- **Provided entries**
+++++

use chrono::{DateTime, Utc};
use serde::{Deserialize, Serialize};

/// Lifecycle of a document on the backend
#[derive(Debug, Clone, Copy, PartialEq, Eq, Serialize, Deserialize)]
#[serde(rename_all = "lowercase")]
pub enum DocumentStatus {
    Uploading,
    Processing,
    Ready,
    Error,
}

impl std::fmt::Display for DocumentStatus {
    fn fmt(&self, f: &mut std::fmt::Formatter<'_>) -> std::fmt::Result {
        match self {
            DocumentStatus::Uploading => write!(f, "uploading"),
            DocumentStatus::Processing => write!(f, "processing"),
            DocumentStatus::Ready => write!(f, "ready"),
            DocumentStatus::Error => write!(f, "error"),
        }
    }
}

/// Document record as returned by the backend
#[derive(Debug, Clone, PartialEq, Serialize, Deserialize)]
pub struct Document {
    pub id: String,
    pub title: String,
    pub file_type: String,
    pub size: u64,
    pub pages: u32,
    pub status: DocumentStatus,
    pub created_at: DateTime<Utc>,
    pub updated_at: DateTime<Utc>,
}

impl Document {
    pub fn is_ready(&self) -> bool {
        self.status == DocumentStatus::Ready
    }
}

/// Documents that can be asked about.
pub fn ready_documents(docs: &[Document]) -> Vec<Document> {
    docs.iter().filter(|d| d.is_ready()).cloned().collect()
}

pub fn find_document<'a>(docs: &'a [Document], id: &str) -> Option<&'a Document> {
    docs.iter().find(|d| d.id == id)
}

// GET /documents/ body
#[derive(Debug, Deserialize)]
pub struct DocumentList {
    #[serde(default)]
    pub results: Option<Vec<Document>>,
}

/// A file selected for upload
#[derive(Debug, Clone, PartialEq)]
pub struct UploadFile {
    pub name: String,
    pub bytes: Vec<u8>,
}

impl UploadFile {
    pub fn new(name: impl Into<String>, bytes: Vec<u8>) -> Self {
        Self {
            name: name.into(),
            bytes,
        }
    }

    pub fn size(&self) -> u64 {
        self.bytes.len() as u64
    }

    /// Text after the last dot; the whole name when there is none.
    pub fn extension(&self) -> &str {
        self.name.rsplit('.').next().unwrap_or_default()
    }
}

#[derive(Debug, Clone, PartialEq, Serialize, Deserialize)]
pub struct SourceChunk {
    pub chunk_index: u32,
    pub content: String,
    pub page_number: u32,
}

#[derive(Debug, Clone, Copy, PartialEq, Eq, Serialize, Deserialize)]
pub struct Usage {
    pub prompt_tokens: u32,
    pub completion_tokens: u32,
    pub total_tokens: u32,
}

impl Usage {
    pub fn is_consistent(&self) -> bool {
        u64::from(self.prompt_tokens) + u64::from(self.completion_tokens)
            == u64::from(self.total_tokens)
    }
}

/// Normalised answer from the hosted completion endpoint
#[derive(Debug, Clone, PartialEq, Serialize, Deserialize)]
pub struct AIResponse {
    pub answer: String,
    pub model: String,
    #[serde(default, skip_serializing_if = "Option::is_none")]
    pub usage: Option<Usage>,
}

#[derive(Debug, Clone, PartialEq, Serialize, Deserialize)]
pub struct QAResponse {
    pub answer: String,
    pub sources: Vec<SourceChunk>,
    pub document_title: String,
    #[serde(default, skip_serializing_if = "Option::is_none")]
    pub ai_response: Option<AIResponse>,
    /// Client-measured elapsed milliseconds
    #[serde(default, skip_serializing_if = "Option::is_none")]
    pub processing_time: Option<u64>,
}

// POST /questions/ body
#[derive(Debug, Clone, Serialize)]
pub struct AskRequest {
    pub document_id: String,
    pub question: String,
    pub chunk_count: u32,
}

// Hosted completion request format
#[derive(Debug, Clone, Serialize, PartialEq)]
pub struct CompletionRequest {
    pub model: String,
    pub prompt: String,
    pub max_tokens: u32,
    #[serde(skip_serializing_if = "Option::is_none")]
    pub temperature: Option<f32>,
    #[serde(skip_serializing_if = "Option::is_none")]
    pub top_p: Option<f32>,
    #[serde(skip_serializing_if = "Option::is_none")]
    pub stop: Option<Vec<String>>,
}

// Hosted completion response format
#[derive(Debug, Clone, Default, Deserialize)]
pub struct CompletionResponse {
    #[serde(default)]
    pub choices: Vec<CompletionChoice>,
    #[serde(default)]
    pub usage: Option<Usage>,
}

#[derive(Debug, Clone, Default, Deserialize)]
pub struct CompletionChoice {
    #[serde(default)]
    pub text: Option<String>,
}

impl CompletionResponse {
    pub fn first_text(&self) -> Option<&str> {
        self.choices.first().and_then(|c| c.text.as_deref())
    }
}

#[cfg(test)]
mod tests {
    use super::*;

    fn doc(id: &str, status: DocumentStatus) -> Document {
        Document {
            id: id.to_string(),
            title: format!("{id}.txt"),
            file_type: "txt".to_string(),
            size: 10,
            pages: 1,
            status,
            created_at: Utc::now(),
            updated_at: Utc::now(),
        }
    }

    #[test]
    fn test_document_deserializes_backend_shape() {
        let json = r#"{
            "id": "7",
            "title": "Notes.txt",
            "file_type": "txt",
            "size": 3456,
            "pages": 2,
            "status": "processing",
            "created_at": "2024-01-13T09:15:00Z",
            "updated_at": "2024-01-13T09:18:00Z"
        }"#;
        let d: Document = serde_json::from_str(json).unwrap();
        assert_eq!(d.status, DocumentStatus::Processing);
        assert_eq!(d.size, 3456);
        assert!(!d.is_ready());
    }

    #[test]
    fn test_ready_documents_filters_and_find() {
        let docs = vec![
            doc("1", DocumentStatus::Ready),
            doc("2", DocumentStatus::Processing),
            doc("3", DocumentStatus::Ready),
        ];
        let ready = ready_documents(&docs);
        assert_eq!(ready.len(), 2);
        assert!(find_document(&ready, "2").is_none());
        assert_eq!(find_document(&docs, "3").map(|d| d.id.as_str()), Some("3"));
    }

    #[test]
    fn test_document_list_without_results() {
        let list: DocumentList = serde_json::from_str("{}").unwrap();
        assert!(list.results.is_none());
    }

    #[test]
    fn test_upload_file_extension() {
        assert_eq!(UploadFile::new("a.b.txt", vec![]).extension(), "txt");
        assert_eq!(UploadFile::new("README", vec![]).extension(), "README");
        assert_eq!(UploadFile::new("trailing.", vec![]).extension(), "");
    }

    #[test]
    fn test_completion_request_omits_unset_sampling() {
        let req = CompletionRequest {
            model: "m".to_string(),
            prompt: "p".to_string(),
            max_tokens: 10,
            temperature: None,
            top_p: None,
            stop: None,
        };
        let v = serde_json::to_value(&req).unwrap();
        assert_eq!(v, serde_json::json!({"model": "m", "prompt": "p", "max_tokens": 10}));
    }

    #[test]
    fn test_usage_consistency() {
        let ok = Usage {
            prompt_tokens: 3,
            completion_tokens: 4,
            total_tokens: 7,
        };
        let bad = Usage {
            total_tokens: 8,
            ..ok
        };
        assert!(ok.is_consistent());
        assert!(!bad.is_consistent());
    }
}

+++++

- **Exercise brief**
Output all entries exactly as given above.

- **Output**
use chrono::{DateTime, Utc};
use serde::{Deserialize, Serialize};

/// Lifecycle of a document on the backend
#[derive(Debug, Clone, Copy, PartialEq, Eq, Serialize, Deserialize)]
#[serde(rename_all = "lowercase")]
pub enum DocumentStatus {
    Uploading,
    Processing,
    Ready,
    Error,
}

impl std::fmt::Display for DocumentStatus {
    fn fmt(&self, f: &mut std::fmt::Formatter<'_>) -> std::fmt::Result {
        match self {
            DocumentStatus::Uploading => write!(f, "uploading"),
            DocumentStatus::Processing => write!(f, "processing"),
            DocumentStatus::Ready => write!(f, "ready"),
            DocumentStatus::Error => write!(f, "error"),
        }
    }
}

/// Document record as returned by the backend
#[derive(Debug, Clone, PartialEq, Serialize, Deserialize)]
pub struct Document {
    pub id: String,
    pub title: String,
    pub file_type: String,
    pub size: u64,
    pub pages: u32,
    pub status: DocumentStatus,
    pub created_at: DateTime<Utc>,
    pub updated_at: DateTime<Utc>,
}

impl Document {
    pub fn is_ready(&self) -> bool {
        self.status == DocumentStatus::Ready
    }
}

/// Documents that can be asked about.
pub fn ready_documents(docs: &[Document]) -> Vec<Document> {
    docs.iter().filter(|d| d.is_ready()).cloned().collect()
}

pub fn find_document<'a>(docs: &'a [Document], id: &str) -> Option<&'a Document> {
    docs.iter().find(|d| d.id == id)
}

// GET /documents/ body
#[derive(Debug, Deserialize)]
pub struct DocumentList {
    #[serde(default)]
    pub results: Option<Vec<Document>>,
}

/// A file selected for upload
#[derive(Debug, Clone, PartialEq)]
pub struct UploadFile {
    pub name: String,
    pub bytes: Vec<u8>,
}

impl UploadFile {
    pub fn new(name: impl Into<String>, bytes: Vec<u8>) -> Self {
        Self {
            name: name.into(),
            bytes,
        }
    }

    pub fn size(&self) -> u64 {
        self.bytes.len() as u64
    }

    /// Text after the last dot; the whole name when there is none.
    pub fn extension(&self) -> &str {
        self.name.rsplit('.').next().unwrap_or_default()
    }
}

#[derive(Debug, Clone, PartialEq, Serialize, Deserialize)]
pub struct SourceChunk {
    pub chunk_index: u32,
    pub content: String,
    pub page_number: u32,
}

#[derive(Debug, Clone, Copy, PartialEq, Eq, Serialize, Deserialize)]
pub struct Usage {
    pub prompt_tokens: u32,
    pub completion_tokens: u32,
    pub total_tokens: u32,
}

impl Usage {
    pub fn is_consistent(&self) -> bool {
        u64::from(self.prompt_tokens) + u64::from(self.completion_tokens)
            == u64::from(self.total_tokens)
    }
}

/// Normalised answer from the hosted completion endpoint
#[derive(Debug, Clone, PartialEq, Serialize, Deserialize)]
pub struct AIResponse {
    pub answer: String,
    pub model: String,
    #[serde(default, skip_serializing_if = "Option::is_none")]
    pub usage: Option<Usage>,
}

#[derive(Debug, Clone, PartialEq, Serialize, Deserialize)]
pub struct QAResponse {
    pub answer: String,
    pub sources: Vec<SourceChunk>,
    pub document_title: String,
    #[serde(default, skip_serializing_if = "Option::is_none")]
    pub ai_response: Option<AIResponse>,
    /// Client-measured elapsed milliseconds
    #[serde(default, skip_serializing_if = "Option::is_none")]
    pub processing_time: Option<u64>,
}

// POST /questions/ body
#[derive(Debug, Clone, Serialize)]
pub struct AskRequest {
    pub document_id: String,
    pub question: String,
    pub chunk_count: u32,
}

// Hosted completion request format
#[derive(Debug, Clone, Serialize, PartialEq)]
pub struct CompletionRequest {
    pub model: String,
    pub prompt: String,
    pub max_tokens: u32,
    #[serde(skip_serializing_if = "Option::is_none")]
    pub temperature: Option<f32>,
    #[serde(skip_serializing_if = "Option::is_none")]
    pub top_p: Option<f32>,
    #[serde(skip_serializing_if = "Option::is_none")]
    pub stop: Option<Vec<String>>,
}

// Hosted completion response format
#[derive(Debug, Clone, Default, Deserialize)]
pub struct CompletionResponse {
    #[serde(default)]
    pub choices: Vec<CompletionChoice>,
    #[serde(default)]
    pub usage: Option<Usage>,
}

#[derive(Debug, Clone, Default, Deserialize)]
pub struct CompletionChoice {
    #[serde(default)]
    pub text: Option<String>,
}

impl CompletionResponse {
    pub fn first_text(&self) -> Option<&str> {
        self.choices.first().and_then(|c| c.text.as_deref())
    }
}

#[cfg(test)]
mod tests {
    use super::*;

    fn doc(id: &str, status: DocumentStatus) -> Document {
        Document {
            id: id.to_string(),
            title: format!("{id}.txt"),
            file_type: "txt".to_string(),
            size: 10,
            pages: 1,
            status,
            created_at: Utc::now(),
            updated_at: Utc::now(),
        }
    }

    #[test]
    fn test_document_deserializes_backend_shape() {
        let json = r#"{
            "id": "7",
            "title": "Notes.txt",
            "file_type": "txt",
            "size": 3456,
            "pages": 2,
            "status": "processing",
            "created_at": "2024-01-13T09:15:00Z",
            "updated_at": "2024-01-13T09:18:00Z"
        }"#;
        let d: Document = serde_json::from_str(json).unwrap();
        assert_eq!(d.status, DocumentStatus::Processing);
        assert_eq!(d.size, 3456);
        assert!(!d.is_ready());
    }

    #[test]
    fn test_ready_documents_filters_and_find() {
        let docs = vec![
            doc("1", DocumentStatus::Ready),
            doc("2", DocumentStatus::Processing),
            doc("3", DocumentStatus::Ready),
        ];
        let ready = ready_documents(&docs);
        assert_eq!(ready.len(), 2);
        assert!(find_document(&ready, "2").is_none());
        assert_eq!(find_document(&docs, "3").map(|d| d.id.as_str()), Some("3"));
    }

    #[test]
    fn test_document_list_without_results() {
        let list: DocumentList = serde_json::from_str("{}").unwrap();
        assert!(list.results.is_none());
    }

    #[test]
    fn test_upload_file_extension() {
        assert_eq!(UploadFile::new("a.b.txt", vec![]).extension(), "txt");
        assert_eq!(UploadFile::new("README", vec![]).extension(), "README");
        assert_eq!(UploadFile::new("trailing.", vec![]).extension(), "");
    }

    #[test]
    fn test_completion_request_omits_unset_sampling() {
        let req = CompletionRequest {
            model: "m".to_string(),
            prompt: "p".to_string(),
            max_tokens: 10,
            temperature: None,
            top_p: None,
            stop: None,
        };
        let v = serde_json::to_value(&req).unwrap();
        assert_eq!(v, serde_json::json!({"model": "m", "prompt": "p", "max_tokens": 10}));
    }

    #[test]
    fn test_usage_consistency() {
        let ok = Usage {
            prompt_tokens: 3,
            completion_tokens: 4,
            total_tokens: 7,
        };
        let bad = Usage {
            total_tokens: 8,
            ..ok
        };
        assert!(ok.is_consistent());
        assert!(!bad.is_consistent());
    }
}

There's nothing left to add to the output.